Je m’attendais à ce que le récit de la confidentialité de Dusk soit la partie la plus intéressante. En creusant davantage, je pense que la question est plutôt de savoir ce qui se passe en dehors de la cryptographie.

Dusk cherche à combiner confidentialité, divulgation sélective, conformité, exécution vérifiable et règlement déterministe pour des actifs réglementés. Cette architecture me paraît cohérente : les institutions ont besoin de confidentialité sans renoncer à la capacité d’audit. Son modèle de staking lie DUSK à la sécurité, avec des validateurs participant au consensus.

Mais une confidentialité ZK sophistiquée n’élimine pas le risque d’infrastructure. Les ponts peuvent introduire des dépendances opérationnelles. La garde peut échouer. Les clés peuvent être compromises. La concentration des signataires peut devenir un point faible. Une transaction privée peut être solidement étayée sur le plan cryptographique, tout en demeurant fragile au niveau du système environnant.
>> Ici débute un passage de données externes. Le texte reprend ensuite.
//! The embedded corpus: an ordered, immutable snapshot of records.
//!
//! A [`Corpus`] is built in one piece and never edited. Every record shares
//! the same dimension, which is checked on construction, so ranking only
//! has to compare the query against that one dimension.

use crate::domain::entities::record::Record;
use crate::domain::error::DomainError;
use crate::domain::values::search_output::ScoredText;
use crate::domain::values::similarity::{cosine_similarity, is_finite_vector};
use std::cmp::Ordering;

#[derive(Debug, Clone, Default)]
pub struct Corpus {
    records: Vec<Record>,
    dimension: usize,
}

impl Corpus {
    pub fn empty() -> Self {
        Self::default()
    }

    /// Builds a corpus from records that all share one non-zero dimension.
    pub fn new(records: Vec<Record>) -> Result<Self, DomainError> {
        let Some(first) = records.first() else {
            return Ok(Self::empty());
        };
        let dimension = first.dimension();
        if dimension == 0 {
            return Err(DomainError::InvalidInput(
                "Embeddings must have at least one dimension".into(),
            ));
        }
        for (i, record) in records.iter().enumerate() {
            if record.dimension() != dimension {
                return Err(DomainError::InvalidInput(format!(
                    "Record {i} has {} dimensions, expected {dimension}",
                    record.dimension()
                )));
            }
            if !is_finite_vector(record.embedding()) {
                return Err(DomainError::InvalidInput(format!(
                    "Record {i} has a non-finite embedding value"
                )));
            }
        }
        Ok(Self { records, dimension })
    }

    /// Pairs texts with their embeddings positionally.
    pub fn from_pairs(texts: Vec<String>, embeddings: Vec<Vec<f32>>) -> Result<Self, DomainError> {
        if texts.len() != embeddings.len() {
            return Err(DomainError::InvalidInput(format!(
                "Got {} texts but {} embeddings",
                texts.len(),
                embeddings.len()
            )));
        }
        let records = texts
            .into_iter()
            .zip(embeddings)
            .map(|(text, embedding)| Record::new(text, embedding))
            .collect();
        Self::new(records)
    }

    pub fn len(&self) -> usize {
        self.records.len()
    }

    pub fn is_empty(&self) -> bool {
        self.records.is_empty()
    }

    /// Dimension shared by all records, `None` for an empty corpus.
    pub fn dimension(&self) -> Option<usize> {
        if self.records.is_empty() {
            None
        } else {
            Some(self.dimension)
        }
    }

    pub fn records(&self) -> &[Record] {
        &self.records
    }

    /// Top `k` records by cosine similarity to `query`, best first.
    ///
    /// Equal scores keep insertion order. An empty corpus ranks to an
    /// empty list whatever the query.
    pub fn rank(&self, query: &[f32], k: usize) -> Result<Vec<ScoredText>, DomainError> {
        if k == 0 {
            return Err(DomainError::InvalidInput("k must be at least 1".into()));
        }
        if self.records.is_empty() {
            return Ok(vec![]);
        }
        if query.len() != self.dimension {
            return Err(DomainError::DimensionMismatch {
                expected: self.dimension,
                actual: query.len(),
            });
        }
        if !is_finite_vector(query) {
            return Err(DomainError::InvalidInput(
                "Query vector contains a non-finite value".into(),
            ));
        }

        let mut scored: Vec<(usize, f64)> = Vec::with_capacity(self.records.len());
        for (i, record) in self.records.iter().enumerate() {
            scored.push((i, cosine_similarity(record.embedding(), query)?));
        }

        // Score descending, then position ascending: a total order, so the
        // partial selection below picks the same k as a full stable sort.
        let by_rank = |a: &(usize, f64), b: &(usize, f64)| -> Ordering {
            b.1.total_cmp(&a.1).then(a.0.cmp(&b.0))
        };
        if k < scored.len() {
            scored.select_nth_unstable_by(k - 1, by_rank);
            scored.truncate(k);
        }
        scored.sort_by(by_rank);

        Ok(scored
            .into_iter()
            .map(|(i, score)| ScoredText {
                text: self.records[i].text().to_string(),
                score,
            })
            .collect())
    }
}

#[cfg(test)]
mod tests {
    use super::*;

    fn corpus(pairs: &[(&str, Vec<f32>)]) -> Corpus {
        Corpus::from_pairs(
            pairs.iter().map(|(t, _)| t.to_string()).collect(),
            pairs.iter().map(|(_, v)| v.clone()).collect(),
        )
        .unwrap()
    }

    fn texts(results: &[ScoredText]) -> Vec<&str> {
        results.iter().map(|r| r.text.as_str()).collect()
    }

    #[test]
    fn test_rank_orders_by_similarity_descending() {
        let c = corpus(&[
            ("far", vec![0.0, 1.0]),
            ("near", vec![1.0, 0.1]),
            ("mid", vec![1.0, 1.0]),
        ]);
        let results = c.rank(&[1.0, 0.0], 3).unwrap();
        assert_eq!(texts(&results), vec!["near", "mid", "far"]);
        assert!(results.windows(2).all(|w| w[0].score >= w[1].score));
    }

    #[test]
    fn test_rank_truncates_to_k() {
        let c = corpus(&[
            ("a", vec![1.0, 0.0]),
            ("b", vec![0.9, 0.1]),
            ("c", vec![0.0, 1.0]),
        ]);
        let results = c.rank(&[1.0, 0.0], 2).unwrap();
        assert_eq!(texts(&results), vec!["a", "b"]);
    }

    #[test]
    fn test_k_larger_than_corpus_returns_everything() {
        let c = corpus(&[("a", vec![1.0, 0.0]), ("b", vec![0.0, 1.0])]);
        assert_eq!(c.rank(&[1.0, 0.0], 10).unwrap().len(), 2);
    }

    #[test]
    fn test_ties_keep_insertion_order() {
        let c = corpus(&[
            ("first", vec![1.0, 1.0]),
            ("best", vec![1.0, 0.0]),
            ("second", vec![2.0, 2.0]),
            ("third", vec![0.5, 0.5]),
        ]);
        let results = c.rank(&[1.0, 0.0], 4).unwrap();
        assert_eq!(texts(&results), vec!["best", "first", "second", "third"]);

        // Partial selection must agree with the full ordering.
        let results = c.rank(&[1.0, 0.0], 3).unwrap();
        assert_eq!(texts(&results), vec!["best", "first", "second"]);
    }

    #[test]
    fn test_zero_vector_record_ranks_as_zero() {
        let c = corpus(&[("zero", vec![0.0, 0.0]), ("neg", vec![-1.0, 0.0])]);
        let results = c.rank(&[1.0, 0.0], 2).unwrap();
        assert_eq!(texts(&results), vec!["zero", "neg"]);
        assert_eq!(results[0].score, 0.0);
    }

    #[test]
    fn test_empty_corpus_ranks_to_nothing() {
        let c = Corpus::empty();
        assert!(c.rank(&[1.0, 2.0, 3.0], 3).unwrap().is_empty());
        assert_eq!(c.dimension(), None);
    }

    #[test]
    fn test_dimension_mismatch() {
        let c = corpus(&[("a", vec![1.0, 0.0, 0.0])]);
        let err = c.rank(&[1.0, 0.0], 1).unwrap_err();
        assert!(matches!(
            err,
            DomainError::DimensionMismatch { expected: 3, actual: 2 }
        ));
    }

    #[test]
    fn test_zero_k_rejected() {
        let c = corpus(&[("a", vec![1.0])]);
        assert!(matches!(c.rank(&[1.0], 0), Err(DomainError::InvalidInput(_))));
    }

    #[test]
    fn test_nan_query_rejected() {
        let c = corpus(&[("a", vec![1.0, 0.0])]);
        assert!(matches!(
            c.rank(&[f32::NAN, 0.0], 1),
            Err(DomainError::InvalidInput(_))
        ));
    }

    #[test]
    fn test_mixed_dimensions_rejected() {
        let err = Corpus::from_pairs(
            vec!["a".into(), "b".into()],
            vec![vec![1.0, 0.0], vec![1.0]],
        )
        .unwrap_err();
        assert!(matches!(err, DomainError::InvalidInput(_)));
    }

    #[test]
    fn test_length_mismatch_rejected() {
        let err = Corpus::from_pairs(vec!["a".into()], vec![]).unwrap_err();
        assert!(matches!(err, DomainError::InvalidInput(_)));
    }

    #[test]
    fn test_zero_dimension_rejected() {
        let err = Corpus::from_pairs(vec!["a".into()], vec![vec![]]).unwrap_err();
        assert!(matches!(err, DomainError::InvalidInput(_)));
    }
}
C’est pourquoi je vais au-delà des ambitions institutionnelles et RWA de Dusk. Le projet indique plus de 210 millions de DUSK misés et met en avant plus de 300 millions d’euros liés à des institutions, mais ces chiffres ne sont pas équivalents à une activité financière récurrente. Je veux observer le règlement, la liquidité, les utilisateurs et les flux de travail institutionnels—pas seulement la capacité technique.

Pour moi, Dusk est convaincant parce que la confidentialité et la conformité sont traitées comme une infrastructure. Mais une architecture solide ne crée pas automatiquement l’adoption ni la demande en DUSK.

Dusk peut-il prouver que sa vision au niveau institutionnel s’étend au-delà de la couche de confidentialité et à chaque couche opérationnelle dont la finance dépend ?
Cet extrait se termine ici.